From: John E. Malmberg
Subject: Re: [patch]gnu tar 1.19 canonicalize-lgpl_c.gdiff
Date: Tue, 01 Apr 2008 20:15:18 -0500
User-agent: Thunderbird 2.0.0.12 (Windows/20080213)

Bruno Haible wrote:
John E. Malmberg wrote:
<snip>
On VMS, think of "/<volume>/<directory/file", where <volume> can be any device mounted on the system, or logical name.

A logical name behaves like a symbolic link either in the current directory, or in the root directory as far as the file system is concerned, but it is stored in system memory, like an environment variable, so that logical names may restricted in scope.

It also means that they do not show up in reading a directory.

But this means that the lib/getcwd.c code will, in such cases, return NULL
and errno = ENOENT, no?

I have setup so that configure/make build results in the macro HAVE_PARTLY_WORKING_GETCWD being set.

Which means that getcwd() is called first, and the code to do the readdir() is only used if getcwd() fails.

The getcwd() call will properly handle paths with logical names.

And if getcwd() fails, the readdir code is not likely to work either.

When gnutar on VMS starts up, the first thing it does is set a C library feature switch that forces the getcwd() function to always return the path in UNIX syntax. Which means that passing the extra parameter to it to force the issue is not needed.

But GNU tar is just one program.
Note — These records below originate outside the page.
//! Integration tests driving the built ksvk binary
//!
//! Run via `cargo xtask integration`, which builds the release binary and
//! points KSVK_PATH at it. The VM-launching trial needs a real installer
//! ISO and is skipped unless KSVK_TEST_ISO is set.

use std::path::Path;

use color_eyre::eyre::eyre;
use color_eyre::Result;
use libtest_mimic::{Arguments, Trial};

mod tests {
    pub mod pipeline;
}

/// Get the path to the ksvk binary, checking KSVK_PATH env var first
pub(crate) fn get_ksvk_command() -> Result<String> {
    if let Ok(path) = std::env::var("KSVK_PATH") {
        // The trials change directories, so a relative path must be pinned
        let canonical = std::fs::canonicalize(&path)
            .map_err(|e| eyre!("Resolving KSVK_PATH={path}: {e}"))?;
        return Ok(canonical.to_string_lossy().into_owned());
    }
    // Force the user to set this if we're running from the project dir
    if let Some(path) = ["target/debug/ksvk", "target/release/ksvk"]
        .into_iter()
        .find(|p| Path::new(p).exists())
    {
        return Err(eyre!(
            "Detected {path} - set KSVK_PATH={path} to run using this binary"
        ));
    }
    Ok("ksvk".to_owned())
}

fn main() {
    let args = Arguments::from_args();

    let have_test_iso = std::env::var_os("KSVK_TEST_ISO").is_some();

    let tests = vec![
        Trial::test("missing_password_fails_validation", || {
            tests::pipeline::test_missing_password_fails_validation()?;
            Ok(())
        }),
        Trial::test("missing_iso_fails_in_acquire_step", || {
            tests::pipeline::test_missing_iso_fails_in_acquire_step()?;
            Ok(())
        }),
        Trial::test("cached_iso_reaches_remaster_step", || {
            tests::pipeline::test_cached_iso_reaches_remaster_step()?;
            Ok(())
        }),
        Trial::test("unattended_install_end_to_end", || {
            tests::pipeline::test_unattended_install_end_to_end()?;
            Ok(())
        })
        .with_ignored_flag(!have_test_iso),
    ];

    libtest_mimic::run(&args, tests).exit();
}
There are dozens of other programs. And
there are also libraries, which don't have a "start up" phase. So the fix
belongs into lib/getcwd.c.

The feature switch applies only to the image that is using the C library, it does not affect anything else. All the switch does is change the default of the VMS C library to return names in UNIX syntax instead of VMS.

But yes, just about every program that is expecting a POSIX like environment does require this object module or similar to be linked in. But that now a trivial step to do on VMS.

And it also needs to be fixed in lib/canonicalize-lgpl.c because the
module 'canonicalize-lgpl' is under LGPL and therefore cannot depend on
the 'getcwd' module, which is GPL.

The only VMS specific code that was present before was an additional parameter to have the VMS getcwd() routine return the path in UNIX syntax, which because of the feature setting it would do anyway.

So I see no issue as far as VMS is concerned. If there is an issue with lib/canonicallize-lgpl calling rpl_getcwd, that is separate and not a VMS issue.

What do you think of this change? Is it correct? Would it allow you to
get rid of the startup hook that you mentioned?

It is not practical to get rid of the startup hook, but it's presence should not be a problem. Similar code is in Perl and Python.

Again, the thing to do is simply remove all the VMS specific code from canonicalize-lgpl. I fixed the code to compile, but I really should have just removed it.

I am starting a rebuild with the code removed to verify this.

I did put the following code in the module lib/gnv$getcwd.c_first below.
What it does is causes rpl_getcwd() to call it instead of the system getcwd(), and a replacement fstat() also to be used for a different reason, which I would have to look up.

What this solves is that the VMS getcwd() returns an error if you pass it a NULL buffer with a size of 0. So this routine detects this and changes it to be a call for a max size of 4097, which is the maximum size of a path on VMS, plus room for a trailing NULL.

This has been reported informally to HP for fixing, but I do not have any way of tracking the issue.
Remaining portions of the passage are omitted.